- [Task requirements]:
The answer must be the number of lines in the listing below that contain "allocator", and nothing else.
- Opening Delimiter -
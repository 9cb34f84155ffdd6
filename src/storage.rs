//! Pluggable node storage for skew heaps
//!
//! The heap never allocates nodes itself. It is handed a [`NodeSource`] at
//! construction and calls it only where a node is created or destroyed; the
//! merge algorithm works on raw links and is the same for every source.
//!
//! - [`BoxedNodes`]: default; every node is an independent global-allocator allocation
//! - [`NodePool`]: nodes are carved out of the pool's blocks and recycled through its free list
//!
//! # Example
//!
//! ```rust
//! use rust_skew_heaps::{MinOrder, NodePool, SkewHeap, SkewHeapArena};
//!
//! // Independent allocations
//! let mut boxed: SkewHeap<i32> = SkewHeap::new();
//! boxed.push(1);
//!
//! // Pool-backed
//! let mut arena: SkewHeapArena<i32> = SkewHeap::with_source(MinOrder, NodePool::new());
//! arena.reserve_nodes(1024);
//! arena.push(1);
//! ```

use std::alloc::{self, Layout};
use std::fmt;
use std::marker::PhantomData;
use std::ptr::NonNull;

use crate::error::{HeapError, Result};
use crate::pool::NodePool;

/// Owning link to a subtree root; `None` is the empty tree
pub(crate) type Link<T> = Option<NonNull<Node<T>>>;

/// A heap node: one key and two exclusively owned subtrees
pub struct Node<T> {
    pub(crate) key: T,
    pub(crate) left: Link<T>,
    pub(crate) right: Link<T>,
}

// SAFETY: a node exclusively owns the subtrees its links point to, so sending
// it sends the whole subtree
unsafe impl<T: Send> Send for Node<T> {}

impl<T> Node<T> {
    pub(crate) fn leaf(key: T) -> Self {
        Self {
            key,
            left: None,
            right: None,
        }
    }

    pub fn key(&self) -> &T {
        &self.key
    }
}

impl<T: fmt::Debug> fmt::Debug for Node<T> {
    fn fmt(&self, f: &mut fmt::Formatter<'_>) -> fmt::Result {
        f.debug_struct("Node")
            .field("key", &self.key)
            .field("left", &self.left)
            .field("right", &self.right)
            .finish()
    }
}

/// Capability to create and destroy heap nodes
///
/// # Contract
///
/// Pointers returned by `create_with` stay valid until passed to `reclaim` on
/// this source, or on a source that absorbed this one. Moving the source must
/// not invalidate them.
pub trait NodeSource<T> {
    /// Creates a childless node whose key is produced by `make`
    fn create_with<F>(&mut self, make: F) -> Result<NonNull<Node<T>>>
    where
        F: FnOnce() -> T;

    /// Destroys a node and hands back its key
    ///
    /// # Safety
    /// `node` must come from `create_with` on this source (or on one it
    /// absorbed), must not have been reclaimed already, and must not be
    /// accessed afterwards. Its child links are ignored.
    unsafe fn reclaim(&mut self, node: NonNull<Node<T>>) -> T;

    /// Ensures `n` nodes can be created without further allocation
    fn reserve(&mut self, _n: usize) -> Result<()> {
        Ok(())
    }

    /// Returns unused storage to the system; fails while nodes are live
    fn release(&mut self) -> Result<()> {
        Ok(())
    }

    /// Takes responsibility for every node created by `other`
    fn absorb(&mut self, other: &mut Self)
    where
        Self: Sized;

    /// Number of nodes created and not yet reclaimed
    fn live_nodes(&self) -> usize;
}

// ============================================================================
// BoxedNodes - one allocation per node
// ============================================================================

/// Allocates every node independently from the global allocator
///
/// Nodes are laid out exactly as `Box<Node<T>>` would be, so reclaiming one is
/// a `Box::from_raw`.
pub struct BoxedNodes<T> {
    live: usize,
    _phantom: PhantomData<T>,
}

impl<T> Default for BoxedNodes<T> {
    fn default() -> Self {
        Self {
            live: 0,
            _phantom: PhantomData,
        }
    }
}

impl<T> fmt::Debug for BoxedNodes<T> {
    fn fmt(&self, f: &mut fmt::Formatter<'_>) -> fmt::Result {
        f.debug_struct("BoxedNodes").field("live", &self.live).finish()
    }
}

impl<T> NodeSource<T> for BoxedNodes<T> {
    fn create_with<F>(&mut self, make: F) -> Result<NonNull<Node<T>>>
    where
        F: FnOnce() -> T,
    {
        let node = Node::leaf(make());
        let layout = Layout::new::<Node<T>>();
        // SAFETY: Node<T> holds two pointers, so the layout is never zero-sized
        let raw = unsafe { alloc::alloc(layout) }.cast::<Node<T>>();
        let ptr = NonNull::new(raw).ok_or_else(|| HeapError::allocation_failed::<Node<T>>(1))?;
        // SAFETY: freshly allocated with Node<T>'s layout
        unsafe { ptr.as_ptr().write(node) };
        self.live += 1;
        Ok(ptr)
    }

    unsafe fn reclaim(&mut self, node: NonNull<Node<T>>) -> T {
        // Allocated with Layout::new::<Node<T>>(), which matches Box
        let node = Box::from_raw(node.as_ptr());
        self.live -= 1;
        node.key
    }

    fn absorb(&mut self, other: &mut Self) {
        self.live += other.live;
        other.live = 0;
    }

    fn live_nodes(&self) -> usize {
        self.live
    }
}

// ============================================================================
// NodePool - recycled slots
// ============================================================================

impl<T> NodeSource<T> for NodePool<Node<T>> {
    fn create_with<F>(&mut self, make: F) -> Result<NonNull<Node<T>>>
    where
        F: FnOnce() -> T,
    {
        self.try_create_with(|| Node::leaf(make()))
    }

    unsafe fn reclaim(&mut self, node: NonNull<Node<T>>) -> T {
        self.take(node).key
    }

    fn reserve(&mut self, n: usize) -> Result<()> {
        self.try_reserve(n)
    }

    fn release(&mut self) -> Result<()> {
        self.try_release_all()
    }

    fn absorb(&mut self, other: &mut Self) {
        NodePool::absorb(self, other)
    }

    fn live_nodes(&self) -> usize {
        self.live()
    }
}
#[cfg(test)]
mod tests {
    use super::*;
    use crate::compare::{MaxOrder, OrderBy};
    use std::cell::Cell;
    use std::panic::{catch_unwind, AssertUnwindSafe};

    fn drain<T, C: Compare<T>, S: NodeSource<T>>(heap: &mut SkewHeap<T, C, S>) -> Vec<T> {
        let mut out = Vec::new();
        while !heap.is_empty() {
            heap.assert_invariants();
            out.push(heap.pop().unwrap());
        }
        out
    }

    fn recursive<T: Ord>() -> SkewHeap<T> {
        SkewHeap::with_config(
            MinOrder,
            BoxedNodes::default(),
            HeapConfig::default().with_merge_strategy(MergeStrategy::Recursive),
        )
    }

    #[test]
    fn test_basic_operations() {
        let mut heap = SkewHeap::new();
        assert!(heap.is_empty());
        assert_eq!(heap.len(), 0);

        for x in [5, 3, 7, 2, 9, 1, 8] {
            heap.push(x);
            heap.assert_invariants();
        }
        assert_eq!(heap.len(), 7);
        assert_eq!(heap.top(), &1);
        assert_eq!(drain(&mut heap), vec![1, 2, 3, 5, 7, 8, 9]);
        assert!(heap.is_empty());
    }

    #[test]
    fn test_max_order() {
        let mut heap = SkewHeap::with_comparator(MaxOrder);
        heap.extend([5, 3, 7, 2, 9, 1, 8]);
        assert_eq!(drain(&mut heap), vec![9, 8, 7, 5, 3, 2, 1]);
    }

    #[test]
    fn test_merge_empties_donor() {
        let mut a = SkewHeap::new();
        let mut b = SkewHeap::new();
        a.extend([5, 1, 9]);
        b.extend([2, 6, 3]);

        a.merge(&mut b);
        assert!(b.is_empty());
        assert_eq!(b.len(), 0);
        assert_eq!(a.len(), 6);
        a.assert_invariants();
        assert_eq!(drain(&mut a), vec![1, 2, 3, 5, 6, 9]);
    }

    #[test]
    fn test_merge_into_empty() {
        let mut a: SkewHeap<i32> = SkewHeap::new();
        let mut b = SkewHeap::new();
        b.extend([4, 2]);
        a.merge(&mut b);
        assert_eq!(a.len(), 2);
        assert!(b.is_empty());
        assert_eq!(a.pop(), Some(2));
    }

    #[test]
    fn test_strategies_build_identical_trees() {
        let values = [13, 4, 8, 4, 21, 0, -3, 17, 9, 9, 2, 30, 1];
        let mut iterative = SkewHeap::new();
        let mut rec = recursive();
        for v in values {
            iterative.push(v);
            rec.push(v);
        }

        // Compare shapes by pre-order walk
        fn preorder(heap: &SkewHeap<i32>) -> Vec<Option<i32>> {
            let mut out = Vec::new();
            let mut pending = vec![heap.root];
            while let Some(link) = pending.pop() {
                match link {
                    None => out.push(None),
                    Some(ptr) => {
                        let node = unsafe { ptr.as_ref() };
                        out.push(Some(node.key));
                        pending.push(node.right);
                        pending.push(node.left);
                    }
                }
            }
            out
        }

        assert_eq!(preorder(&iterative), preorder(&rec));
        iterative.pop();
        rec.pop();
        assert_eq!(preorder(&iterative), preorder(&rec));
    }

    #[test]
    fn test_try_variants_on_empty() {
        let mut heap: SkewHeap<i32> = SkewHeap::new();
        assert_eq!(
            heap.try_top().unwrap_err().violation(),
            Some(Violation::EmptyHeap)
        );
        assert!(heap.try_pop().unwrap_err().is_precondition());
        assert_eq!(heap.pop(), None);
        assert_eq!(heap.peek(), None);
    }

    #[test]
    #[should_panic(expected = "empty heap")]
    fn test_top_on_empty_panics() {
        let heap: SkewHeap<i32> = SkewHeap::new();
        let _ = heap.top();
    }

    #[test]
    fn test_emplace_with() {
        let mut heap = SkewHeap::new();
        heap.emplace_with(|| (3, "ccc".to_string()));
        heap.push((1, "aaa".to_string()));
        heap.emplace_with(|| (2, "bbb".to_string()));
        assert_eq!(heap.pop(), Some((1, "aaa".to_string())));
        assert_eq!(heap.pop(), Some((2, "bbb".to_string())));
        assert_eq!(heap.pop(), Some((3, "ccc".to_string())));
    }

    #[test]
    fn test_arena_reserve_and_release() {
        let mut heap: SkewHeapArena<i32> = SkewHeap::default();
        heap.reserve_nodes(1024);
        assert!(heap.pool().free_slots() >= 1024);

        heap.extend([5, 3, 7, 2, 9, 1, 8]);
        assert_eq!(heap.pool().live(), 7);
        assert_eq!(
            heap.try_release_pool_storage().unwrap_err().violation(),
            Some(Violation::HeapNotEmpty { len: 7 })
        );

        assert_eq!(drain(&mut heap), vec![1, 2, 3, 5, 7, 8, 9]);
        assert_eq!(heap.pool().live(), 0);
        heap.release_pool_storage();
        assert_eq!(heap.pool().block_count(), 0);

        // The pool regrows on demand after release
        heap.push(4);
        assert_eq!(heap.pop(), Some(4));
    }

    #[test]
    fn test_clear_returns_nodes() {
        let mut heap = SkewHeapArena::<u32>::new_arena();
        heap.extend(0..100);
        heap.clear();
        assert!(heap.is_empty());
        assert_eq!(heap.len(), 0);
        assert_eq!(heap.pool().live(), 0);
        assert!(heap.try_release_pool_storage().is_ok());
    }

    #[test]
    fn test_drain_sorted() {
        let mut heap: SkewHeap<i32> = [4, 1, 3, 2].into_iter().collect();
        let mut drain = heap.drain_sorted();
        assert_eq!(drain.len(), 4);
        assert_eq!(drain.next(), Some(1));
        assert_eq!(drain.next(), Some(2));
        drop(drain);
        assert!(heap.is_empty());
    }

    fn assert_send<X: Send>() {}

    #[test]
    fn test_heaps_are_send() {
        assert_send::<SkewHeap<String>>();
        assert_send::<SkewHeapArena<i32>>();
        assert_send::<SkewHeapArena<String, MaxOrder>>();
    }

    #[test]
    fn test_node_source_tracks_live_nodes() {
        let mut heap = SkewHeap::new();
        heap.extend([4, 8, 15]);
        assert_eq!(heap.node_source().live_nodes(), 3);
        heap.pop();
        assert_eq!(heap.node_source().live_nodes(), 2);
        heap.clear();
        assert_eq!(heap.node_source().live_nodes(), 0);
    }

    /// Push, pop and merge against a comparator that panics must leave both
    /// heaps exactly as they were
    fn check_panicking_comparator<S: NodeSource<i32> + Default>(strategy: MergeStrategy) {
        let armed = Cell::new(false);
        let cmp = OrderBy::new(|a: &i32, b: &i32| {
            if armed.get() {
                panic!("comparator failed");
            }
            a < b
        });
        let config = HeapConfig::default().with_merge_strategy(strategy);
        let mut heap = SkewHeap::with_config(cmp, S::default(), config);
        let mut other = SkewHeap::with_config(cmp, S::default(), config);

        // Root 1 ends up with two non-empty subtrees, so pop has to compare
        heap.extend([5, 1, 9, 3]);
        other.extend([7, 2]);
        armed.set(true);

        assert!(catch_unwind(AssertUnwindSafe(|| heap.push(0))).is_err());
        assert!(catch_unwind(AssertUnwindSafe(|| heap.pop())).is_err());
        assert!(catch_unwind(AssertUnwindSafe(|| heap.merge(&mut other))).is_err());
        armed.set(false);

        assert_eq!(heap.len(), 4);
        assert!(!heap.is_empty());
        assert_eq!(heap.peek(), Some(&1));
        assert_eq!(heap.node_source().live_nodes(), 4);
        heap.assert_invariants();

        assert_eq!(other.len(), 2);
        assert_eq!(other.node_source().live_nodes(), 2);
        other.assert_invariants();

        heap.merge(&mut other);
        assert_eq!(drain(&mut heap), vec![1, 2, 3, 5, 7, 9]);
        assert_eq!(heap.node_source().live_nodes(), 0);
    }

    #[test]
    fn test_panicking_comparator_keeps_heap_consistent() {
        for strategy in [MergeStrategy::Iterative, MergeStrategy::Recursive] {
            check_panicking_comparator::<BoxedNodes<i32>>(strategy);
            check_panicking_comparator::<NodePool<Node<i32>>>(strategy);
        }
    }

    #[test]
    fn test_debug_output() {
        let mut heap = SkewHeap::new();
        heap.push(3);
        let text = format!("{heap:?}");
        assert!(text.contains("len: 1"));
        assert!(text.contains("top: Some(3)"));
    }
}
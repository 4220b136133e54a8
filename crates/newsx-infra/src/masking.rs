//! Log-safe renderings of personal data.

/// Mask the local part of an email address, keeping its first character.
pub(crate) fn mask_email(email: &str) -> String {
    match email.split_once('@') {
        Some((local, domain)) => {
            let masked_local = match local.chars().next() {
                Some(first) if local.chars().count() > 1 => format!("{first}***"),
                _ => "***".to_string(),
            };
            format!("{masked_local}@{domain}")
        }
        None => "***".to_string(),
    }
}

#[cfg(test)]
mod tests {
    use super::mask_email;

    #[test]
    fn keeps_first_character_and_domain() {
        assert_eq!(mask_email("admin@newsx.dev"), "a***@newsx.dev");
        assert_eq!(mask_email("x@newsx.dev"), "***@newsx.dev");
        assert_eq!(mask_email("not-an-email"), "***");
    }

    #[test]
    fn multibyte_local_parts_do_not_panic() {
        assert_eq!(mask_email("émile@newsx.dev"), "é***@newsx.dev");
    }
}
//! In-memory repositories - used when no document store is configured.
//!
//! Note: Data is lost on process restart.

mod blogs;
mod users;

pub use blogs::InMemoryBlogRepository;
pub use users::InMemoryUserRepository;
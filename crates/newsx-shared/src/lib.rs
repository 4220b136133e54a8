//! # NewsX Shared
//!
//! Request and response schema types for every endpoint.
//! Kept free of server dependencies so clients can reuse them.

pub mod dto;
pub mod response;

pub use response::{CreatedResponse, DataResponse, ErrorResponse, ListResponse, PagedResponse};
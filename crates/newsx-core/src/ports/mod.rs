//! Ports - trait definitions for external dependencies.
//! These are the "interfaces" that infrastructure must implement.

mod repository;

pub use repository::{BlogRepository, UserRepository};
- Closing Delimiter -
- [Task result]:
2